Here’s West’s take on the right time to feed: A healthy, adult dog — not puppies or dogs with special needs — should be fed once daily and after the hunt is over.

“A dog needs time to get the benefit of all the nutrition in the product (his dog food), and then he needs time to evacuate his system,” West says. “So, you definitely want to feed the dog after the hunt is over, and after the dog is rested, for maybe up to an hour later. What you don’t want to do is feed a dog when it’s excited or stressed in any way.”

West says that excited dogs tend to gulp food, which means they might also be gulping in air, and studies have shown that gulping air can lead to serious problems like canine bloat. Incidentally, gulping water runs the same risk. In fact, West recommends giving a hard-working dog (in the field) water via a squirt bottle, rather than a dish.
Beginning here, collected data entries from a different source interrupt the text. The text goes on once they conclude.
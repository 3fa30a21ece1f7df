//! Scoring engine: runs every signal for one resume/job pair and assembles
//! the analysis result

use crate::config::{Config, MatchMode, StyleStrategyKind};
use crate::error::{Result, ScorerError};
use crate::processing::document::{DocumentText, NormalizedText};
use crate::processing::lint::{LintIssue, LintProvider};
use crate::processing::recommendations::RecommendationRules;
use crate::processing::scoring::{aggregate, CompositeScore, StyleMetrics};
use crate::processing::sections::{detect_sections, SectionReport, SectionTaxonomy};
use crate::processing::similarity::{score_similarity, SimilarityProvider};
use crate::processing::skill_matcher::{near_misses, NearMiss, SkillMatchResult, SkillMatcher, SkillVocabulary};
use crate::processing::style::{formatting_issues, AtsLayoutHeuristic, BulletStyleHeuristic, FixedScore, MetricStrategy};
use log::{debug, warn};
use serde::{Deserialize, Serialize};
use std::sync::Arc;
use std::time::Duration;

const DEFAULT_SIMILARITY_TIMEOUT: Duration = Duration::from_secs(30);
const DEFAULT_MAX_GRAMMAR_ISSUES: usize = 10;

/// Everything computed for one analysis request
#[derive(Debug, Clone, PartialEq, Serialize, Deserialize)]
pub struct AnalysisResult {
    pub composite_score: CompositeScore,
    pub skill_match: SkillMatchResult,
    pub section_report: SectionReport,
    pub recommendations: Vec<String>,
    /// Resume phrases that look like misspelled missing skills
    pub near_misses: Vec<NearMiss>,
    /// Present only when feedback is enabled
    pub feedback: Option<Feedback>,
}

#[derive(Debug, Clone, Default, PartialEq, Serialize, Deserialize)]
pub struct Feedback {
    /// `None` when no linter is configured or the linter failed
    pub grammar_issues: Option<Vec<LintIssue>>,
    pub formatting_issues: Vec<String>,
}

pub struct ScoringEngine {
    similarity: Arc<dyn SimilarityProvider>,
    linter: Option<Arc<dyn LintProvider>>,
    matcher: SkillMatcher,
    taxonomy: SectionTaxonomy,
    style_strategy: Box<dyn MetricStrategy>,
    ats_strategy: Box<dyn MetricStrategy>,
    rules: RecommendationRules,
    similarity_timeout: Duration,
    feedback_enabled: bool,
    max_grammar_issues: usize,
}

impl ScoringEngine {
    /// Engine with the reference behaviour: substring matching, the
    /// standard section taxonomy, fixed Style (86) and ATS (100) scores,
    /// default thresholds and no feedback.
    pub fn new(similarity: Arc<dyn SimilarityProvider>) -> Self {
        Self {
            similarity,
            linter: None,
            matcher: SkillMatcher::default(),
            taxonomy: SectionTaxonomy::standard(),
            style_strategy: Box::new(FixedScore(86)),
            ats_strategy: Box::new(FixedScore(100)),
            rules: RecommendationRules::default(),
            similarity_timeout: DEFAULT_SIMILARITY_TIMEOUT,
            feedback_enabled: false,
            max_grammar_issues: DEFAULT_MAX_GRAMMAR_ISSUES,
        }
    }

    pub fn from_config(
        config: &Config,
        similarity: Arc<dyn SimilarityProvider>,
        linter: Option<Arc<dyn LintProvider>>,
    ) -> Self {
        let scoring = &config.scoring;
        let (style_strategy, ats_strategy): (Box<dyn MetricStrategy>, Box<dyn MetricStrategy>) =
            match scoring.style_strategy {
                StyleStrategyKind::Fixed => (
                    Box::new(FixedScore(scoring.fixed_style)),
                    Box::new(FixedScore(scoring.fixed_ats)),
                ),
                StyleStrategyKind::Heuristic => (Box::new(BulletStyleHeuristic), Box::new(AtsLayoutHeuristic)),
            };

        let mut engine = Self::new(similarity)
            .with_match_mode(scoring.match_mode)
            .with_style_strategy(style_strategy)
            .with_ats_strategy(ats_strategy)
            .with_rules(RecommendationRules::from(&scoring.thresholds))
            .with_similarity_timeout(Duration::from_secs(config.similarity.timeout_secs))
            .with_feedback(config.feedback.enabled)
            .with_max_grammar_issues(config.feedback.max_grammar_issues);

        if let Some(linter) = linter {
            engine = engine.with_linter(linter);
        }
        engine
    }

    pub fn with_match_mode(mut self, mode: MatchMode) -> Self {
        self.matcher = SkillMatcher::new(mode);
        self
    }

    pub fn with_taxonomy(mut self, taxonomy: SectionTaxonomy) -> Self {
        self.taxonomy = taxonomy;
        self
    }

    pub fn with_style_strategy(mut self, strategy: Box<dyn MetricStrategy>) -> Self {
        self.style_strategy = strategy;
        self
    }

    pub fn with_ats_strategy(mut self, strategy: Box<dyn MetricStrategy>) -> Self {
        self.ats_strategy = strategy;
        self
    }

    pub fn with_rules(mut self, rules: RecommendationRules) -> Self {
        self.rules = rules;
        self
    }

    pub fn with_similarity_timeout(mut self, timeout: Duration) -> Self {
        self.similarity_timeout = timeout;
        self
    }

    pub fn with_linter(mut self, linter: Arc<dyn LintProvider>) -> Self {
        self.linter = Some(linter);
        self
    }

    pub fn with_feedback(mut self, enabled: bool) -> Self {
        self.feedback_enabled = enabled;
        self
    }

    pub fn with_max_grammar_issues(mut self, max: usize) -> Self {
        self.max_grammar_issues = max;
        self
    }

    pub fn similarity_model(&self) -> &str {
        self.similarity.name()
    }

    /// Score a resume against a job description for the given skills.
    ///
    /// Fails with `ValidationWarning` for an empty vocabulary (before any
    /// provider call), `EmptyInput` when either text normalizes to nothing
    /// and `ProviderFailure` when similarity cannot be computed in time.
    pub async fn analyze(
        &self,
        resume: &DocumentText,
        job: &DocumentText,
        vocabulary: &SkillVocabulary,
    ) -> Result<AnalysisResult> {
        vocabulary.validate()?;

        let resume_text = resume.normalize();
        let job_text = job.normalize();
        debug!(
            "Normalized resume: {} chars, job description: {} chars, skills: {}",
            resume_text.as_str().len(),
            job_text.as_str().len(),
            vocabulary.len()
        );
        debug!(
            "Style via {}, ATS via {}, matching {:?}",
            self.style_strategy.name(),
            self.ats_strategy.name(),
            self.matcher.mode()
        );

        let keyword_signals = async {
            let skill_match = self.matcher.match_skills(&resume_text, &job_text, vocabulary);
            let near_misses = near_misses(&resume_text, &skill_match.missing_skills);
            let section_report = detect_sections(&resume_text, &self.taxonomy);
            (skill_match, near_misses, section_report)
        };

        let (similarity, (skill_match, near_misses, section_report), feedback) = tokio::join!(
            self.timed_similarity(&resume_text, &job_text),
            keyword_signals,
            self.collect_feedback(resume, &resume_text),
        );

        let similarity = similarity?;
        debug!("Similarity from {}: {:?}", self.similarity.name(), similarity);

        let style = StyleMetrics {
            bullet_score: i32::from(self.style_strategy.score(resume)),
            ats_score: i32::from(self.ats_strategy.score(resume)),
        };

        let composite_score = aggregate(
            similarity,
            &skill_match,
            vocabulary.len(),
            &section_report,
            style,
        )?;

        let recommendations = self.rules.recommend(
            &composite_score,
            &skill_match.missing_skills,
            &section_report.missing_names(),
        );

        debug!("Composite score: {:?}", composite_score);

        Ok(AnalysisResult {
            composite_score,
            skill_match,
            section_report,
            recommendations,
            near_misses,
            feedback,
        })
    }

    async fn timed_similarity(&self, resume: &NormalizedText, job: &NormalizedText) -> Result<Option<f32>> {
        let scoring = score_similarity(resume, job, self.similarity.as_ref());

        match tokio::time::timeout(self.similarity_timeout, scoring).await {
            Ok(result) => result,
            Err(_) => Err(ScorerError::ProviderFailure(format!(
                "Similarity provider '{}' did not respond within {:?}",
                self.similarity.name(),
                self.similarity_timeout
            ))),
        }
    }

    async fn collect_feedback(&self, resume: &DocumentText, normalized: &NormalizedText) -> Option<Feedback> {
        if !self.feedback_enabled {
            return None;
        }

        let grammar_issues = match &self.linter {
            Some(linter) if !normalized.is_empty() => match linter.lint(resume).await {
                Ok(mut issues) => {
                    issues.truncate(self.max_grammar_issues);
                    Some(issues)
                }
                Err(e) => {
                    warn!("Grammar check via {} failed, skipping: {}", linter.name(), e);
                    None
                }
            },
            _ => None,
        };

        Some(Feedback {
            grammar_issues,
            formatting_issues: formatting_issues(resume),
        })
    }
}
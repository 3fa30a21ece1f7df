//! Error handling for the resume scorer

use thiserror::Error;

#[derive(Error, Debug)]
pub enum ScorerError {
    #[error("IO error: {0}")]
    Io(#[from] std::io::Error),

    #[error("Text extraction error: {0}")]
    Extraction(String),

    #[error("Empty input: {0}")]
    EmptyInput(String),

    #[error("Provider failure: {0}")]
    ProviderFailure(String),

    #[error("{0}")]
    ValidationWarning(String),

    #[error("Configuration error: {0}")]
    Configuration(String),

    #[error("File format not supported: {0}")]
    UnsupportedFormat(String),

    #[error("Invalid input: {0}")]
    InvalidInput(String),

    #[error("Serialization error: {0}")]
    Serialization(#[from] serde_json::Error),

    #[error("Output formatting error: {0}")]
    OutputFormatting(String),
}

impl ScorerError {
    /// Warnings ask the user for more input; they are not failures.
    pub fn is_warning(&self) -> bool {
        matches!(self, ScorerError::ValidationWarning(_))
    }
}

pub type Result<T> = std::result::Result<T, ScorerError>;

/// Embedding backends report through anyhow
impl From<anyhow::Error> for ScorerError {
    fn from(err: anyhow::Error) -> Self {
        ScorerError::ProviderFailure(err.to_string())
    }
}

#[cfg(test)]
mod tests {
    use super::*;

    #[test]
    fn test_only_validation_is_a_warning() {
        assert!(ScorerError::ValidationWarning("add skills".into()).is_warning());
        assert!(!ScorerError::EmptyInput("resume".into()).is_warning());
        assert!(!ScorerError::ProviderFailure("down".into()).is_warning());
    }

    #[test]
    fn test_anyhow_maps_to_provider_failure() {
        let err: ScorerError = anyhow::anyhow!("model missing").into();
        assert!(matches!(err, ScorerError::ProviderFailure(ref m) if m == "model missing"));
    }
}
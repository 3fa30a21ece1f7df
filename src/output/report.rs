//! Report structures wrapping an analysis result for presentation

use crate::processing::analyzer::AnalysisResult;
use chrono::{DateTime, Utc};
use serde::{Deserialize, Serialize};

/// One scored resume/job pair plus the context it was produced in
#[derive(Debug, Clone, Serialize, Deserialize)]
pub struct ScoreReport {
    /// Headline score (the Tailoring metric)
    pub overall_score: u8,

    pub verdict: String,

    pub result: AnalysisResult,

    pub metadata: ReportMetadata,
}

#[derive(Debug, Clone, Serialize, Deserialize)]
pub struct ReportMetadata {
    pub generated_at: DateTime<Utc>,

    pub scorer_version: String,

    pub resume_file: String,

    /// Job description file path, or "inline text"
    pub job_source: String,

    pub similarity_model: String,

    pub skills_checked: usize,

    pub processing_time_ms: u64,
}

impl ReportMetadata {
    pub fn new(
        resume_file: impl Into<String>,
        job_source: impl Into<String>,
        similarity_model: impl Into<String>,
    ) -> Self {
        Self {
            generated_at: Utc::now(),
            scorer_version: env!("CARGO_PKG_VERSION").to_string(),
            resume_file: resume_file.into(),
            job_source: job_source.into(),
            similarity_model: similarity_model.into(),
            skills_checked: 0,
            processing_time_ms: 0,
        }
    }

    pub fn with_skills_checked(mut self, count: usize) -> Self {
        self.skills_checked = count;
        self
    }

    pub fn with_processing_time(mut self, ms: u64) -> Self {
        self.processing_time_ms = ms;
        self
    }
}

impl ScoreReport {
    pub fn new(result: AnalysisResult, metadata: ReportMetadata) -> Self {
        let overall_score = result.composite_score.overall();
        Self {
            overall_score,
            verdict: verdict(overall_score).to_string(),
            result,
            metadata,
        }
    }
}

pub fn verdict(score: u8) -> &'static str {
    match score {
        90..=100 => "Excellent match - strong candidate for this role",
        80..=89 => "Very good match - minor improvements could help",
        70..=79 => "Good match - some targeted improvements recommended",
        60..=69 => "Fair match - several improvements needed",
        50..=59 => "Below average match - significant improvements required",
        _ => "Poor match - major revisions needed",
    }
}

#[cfg(test)]
mod tests {
    use super::*;

    #[test]
    fn test_verdict_bands() {
        assert!(verdict(100).starts_with("Excellent"));
        assert!(verdict(85).starts_with("Very good"));
        assert!(verdict(60).starts_with("Fair"));
        assert!(verdict(12).starts_with("Poor"));
    }

    #[test]
    fn test_metadata_builder() {
        let metadata = ReportMetadata::new("cv.pdf", "inline text", "potion-base-8M")
            .with_skills_checked(4)
            .with_processing_time(120);

        assert_eq!(metadata.resume_file, "cv.pdf");
        assert_eq!(metadata.skills_checked, 4);
        assert_eq!(metadata.processing_time_ms, 120);
        assert_eq!(metadata.scorer_version, env!("CARGO_PKG_VERSION"));
    }
}
//! Configuration management for the resume scorer

use crate::error::{Result, ScorerError};
use serde::{Deserialize, Serialize};
use std::path::{Path, PathBuf};

#[derive(Debug, Clone, Default, Serialize, Deserialize)]
#[serde(default)]
pub struct Config {
    pub similarity: SimilarityConfig,
    pub scoring: ScoringConfig,
    pub feedback: FeedbackConfig,
    pub output: OutputConfig,
}

#[derive(Debug, Clone, Serialize, Deserialize)]
#[serde(default)]
pub struct SimilarityConfig {
    /// HuggingFace repo id, or a directory name under `models_dir`
    pub model: String,
    pub models_dir: PathBuf,
    pub timeout_secs: u64,
    pub resume_prefix: String,
    pub job_prefix: String,
}

#[derive(Debug, Clone, Serialize, Deserialize)]
#[serde(default)]
pub struct ScoringConfig {
    pub match_mode: MatchMode,
    pub style_strategy: StyleStrategyKind,
    pub fixed_style: u8,
    pub fixed_ats: u8,
    pub thresholds: ThresholdConfig,
}

#[derive(Debug, Clone, Copy, PartialEq, Eq, Serialize, Deserialize)]
#[serde(rename_all = "snake_case")]
pub enum MatchMode {
    Substring,
    WordBoundary,
}

#[derive(Debug, Clone, Copy, PartialEq, Eq, Serialize, Deserialize)]
#[serde(rename_all = "snake_case")]
pub enum StyleStrategyKind {
    Fixed,
    Heuristic,
}

#[derive(Debug, Clone, Copy, PartialEq, Serialize, Deserialize)]
#[serde(default)]
pub struct ThresholdConfig {
    pub tailoring: u8,
    pub content: u8,
    pub style: u8,
    pub ats: u8,
}

#[derive(Debug, Clone, Serialize, Deserialize)]
#[serde(default)]
pub struct FeedbackConfig {
    pub enabled: bool,
    pub languagetool_url: String,
    pub language: String,
    pub max_grammar_issues: usize,
    pub timeout_secs: u64,
}

#[derive(Debug, Clone, Serialize, Deserialize)]
#[serde(default)]
pub struct OutputConfig {
    pub format: OutputFormat,
    pub detailed: bool,
    pub color_output: bool,
}

#[derive(Debug, Clone, Copy, PartialEq, Eq, Serialize, Deserialize)]
#[serde(rename_all = "lowercase")]
pub enum OutputFormat {
    Console,
    Json,
    Markdown,
}

impl Default for SimilarityConfig {
    fn default() -> Self {
        let models_dir = dirs::home_dir()
            .unwrap_or_else(|| PathBuf::from("."))
            .join(".resume-scorer")
            .join("models");

        Self {
            model: "minishlab/potion-base-8M".to_string(),
            models_dir,
            timeout_secs: 30,
            resume_prefix: String::new(),
            job_prefix: String::new(),
        }
    }
}

impl Default for ScoringConfig {
    fn default() -> Self {
        Self {
            match_mode: MatchMode::Substring,
            style_strategy: StyleStrategyKind::Heuristic,
            fixed_style: 86,
            fixed_ats: 100,
            thresholds: ThresholdConfig::default(),
        }
    }
}

impl Default for ThresholdConfig {
    fn default() -> Self {
        Self {
            tailoring: 60,
            content: 60,
            style: 70,
            ats: 80,
        }
    }
}

impl Default for FeedbackConfig {
    fn default() -> Self {
        Self {
            enabled: true,
            languagetool_url: "http://localhost:8081".to_string(),
            language: "en-US".to_string(),
            max_grammar_issues: 10,
            timeout_secs: 15,
        }
    }
}

impl Default for OutputConfig {
    fn default() -> Self {
        Self {
            format: OutputFormat::Console,
            detailed: false,
            color_output: true,
        }
    }
}

impl Config {
    /// Load from the default location, writing defaults on first run
    pub fn load() -> Result<Self> {
        Self::load_from(&Self::config_path())
    }

    pub fn load_from(path: &Path) -> Result<Self> {
        if path.exists() {
            let content = std::fs::read_to_string(path)?;
            let config: Config = toml::from_str(&content)
                .map_err(|e| ScorerError::Configuration(format!("Failed to parse config: {}", e)))?;
            Ok(config)
        } else {
            let config = Self::default();
            config.save_to(path)?;
            Ok(config)
        }
    }

    pub fn save(&self) -> Result<()> {
        self.save_to(&Self::config_path())
    }

    pub fn save_to(&self, path: &Path) -> Result<()> {
        if let Some(parent) = path.parent() {
            std::fs::create_dir_all(parent)?;
        }

        let content = toml::to_string_pretty(self)
            .map_err(|e| ScorerError::Configuration(format!("Failed to serialize config: {}", e)))?;

        std::fs::write(path, content)?;
        Ok(())
    }

    pub fn config_path() -> PathBuf {
        dirs::config_dir()
            .unwrap_or_else(|| dirs::home_dir().unwrap_or_else(|| PathBuf::from(".")))
            .join("resume-scorer")
            .join("config.toml")
    }

    /// Update a scalar setting addressed by a dotted key such as
    /// `scoring.thresholds.style`. The new value must parse as the type
    /// already stored under that key.
    pub fn set(&mut self, key: &str, value: &str) -> Result<()> {
        let mut root = toml::Value::try_from(&*self)
            .map_err(|e| ScorerError::Configuration(format!("Failed to serialize config: {}", e)))?;

        let mut slot = &mut root;
        for part in key.split('.') {
            slot = slot
                .get_mut(part)
                .ok_or_else(|| ScorerError::Configuration(format!("Unknown configuration key: {}", key)))?;
        }

        let invalid = |kind: &str| {
            ScorerError::Configuration(format!("Value '{}' for {} is not a valid {}", value, key, kind))
        };

        let updated = match &*slot {
            toml::Value::String(_) => toml::Value::String(value.to_string()),
            toml::Value::Integer(_) => {
                toml::Value::Integer(value.parse::<i64>().map_err(|_| invalid("integer"))?)
            }
            toml::Value::Float(_) => {
                toml::Value::Float(value.parse::<f64>().map_err(|_| invalid("number"))?)
            }
            toml::Value::Boolean(_) => {
                toml::Value::Boolean(value.parse::<bool>().map_err(|_| invalid("boolean"))?)
            }
            _ => {
                return Err(ScorerError::Configuration(format!(
                    "{} is a table, not a single setting",
                    key
                )))
            }
        };
        *slot = updated;

        *self = root
            .try_into()
            .map_err(|e| ScorerError::Configuration(format!("Invalid value for {}: {}", key, e)))?;
        Ok(())
    }

    /// Resolve the embedding model location: a downloaded copy under
    /// `models_dir` wins, otherwise the id is handed to the hub loader.
    pub fn similarity_model_path(&self) -> PathBuf {
        let local_path = self.similarity.models_dir.join(&self.similarity.model);
        if local_path.exists() {
            local_path
        } else {
            PathBuf::from(&self.similarity.model)
        }
    }
}

#[cfg(test)]
mod tests {
    use super::*;

    #[test]
    fn test_defaults_match_reference_behaviour() {
        let config = Config::default();
        assert_eq!(config.scoring.match_mode, MatchMode::Substring);
        assert_eq!(config.scoring.fixed_style, 86);
        assert_eq!(config.scoring.fixed_ats, 100);
        assert_eq!(config.scoring.thresholds.tailoring, 60);
        assert_eq!(config.scoring.thresholds.ats, 80);
        assert!(config.feedback.enabled);
    }

    #[test]
    fn test_partial_file_falls_back_to_defaults() {
        let config: Config = toml::from_str("[scoring]\nmatch_mode = \"word_boundary\"\n").unwrap();
        assert_eq!(config.scoring.match_mode, MatchMode::WordBoundary);
        assert_eq!(config.scoring.thresholds.style, 70);
        assert_eq!(config.feedback.language, "en-US");
    }

    #[test]
    fn test_set_updates_nested_values() {
        let mut config = Config::default();
        config.set("scoring.thresholds.style", "55").unwrap();
        config.set("feedback.enabled", "false").unwrap();
        config.set("scoring.match_mode", "word_boundary").unwrap();

        assert_eq!(config.scoring.thresholds.style, 55);
        assert!(!config.feedback.enabled);
        assert_eq!(config.scoring.match_mode, MatchMode::WordBoundary);
    }

    #[test]
    fn test_set_rejects_unknown_and_mistyped_keys() {
        let mut config = Config::default();
        assert!(config.set("scoring.nope", "1").is_err());
        assert!(config.set("feedback.enabled", "maybe").is_err());
        assert!(config.set("scoring.thresholds.style", "300").is_err());
        assert!(config.set("scoring", "1").is_err());
        assert!(config.set("scoring.match_mode", "fuzzy").is_err());
    }
}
Should you supplement a healthy dog’s diet? No, West says, especially if he’s already being fed a high-quality dog food, which should provide everything he needs. In fact, supplementation can do more harm that good.

“You’re better off not supplementing,” he says. “Most of us don’t know how to supplement properly. Some supplements can cause problems. There was a time when people were supplementing their dog’s diet with calcium. But calcium competes with vitamin D in the gut and can cause all kinds of problems. I look at it like this analogy: If you buy a new Chevy truck or a Ford truck, well, some guys will jack ’em up and put big tires on and all that. They think they’re making it better. But what they’ve really done is take millions of dollars of research and development, and all the work from those engineers, and screwed it up.”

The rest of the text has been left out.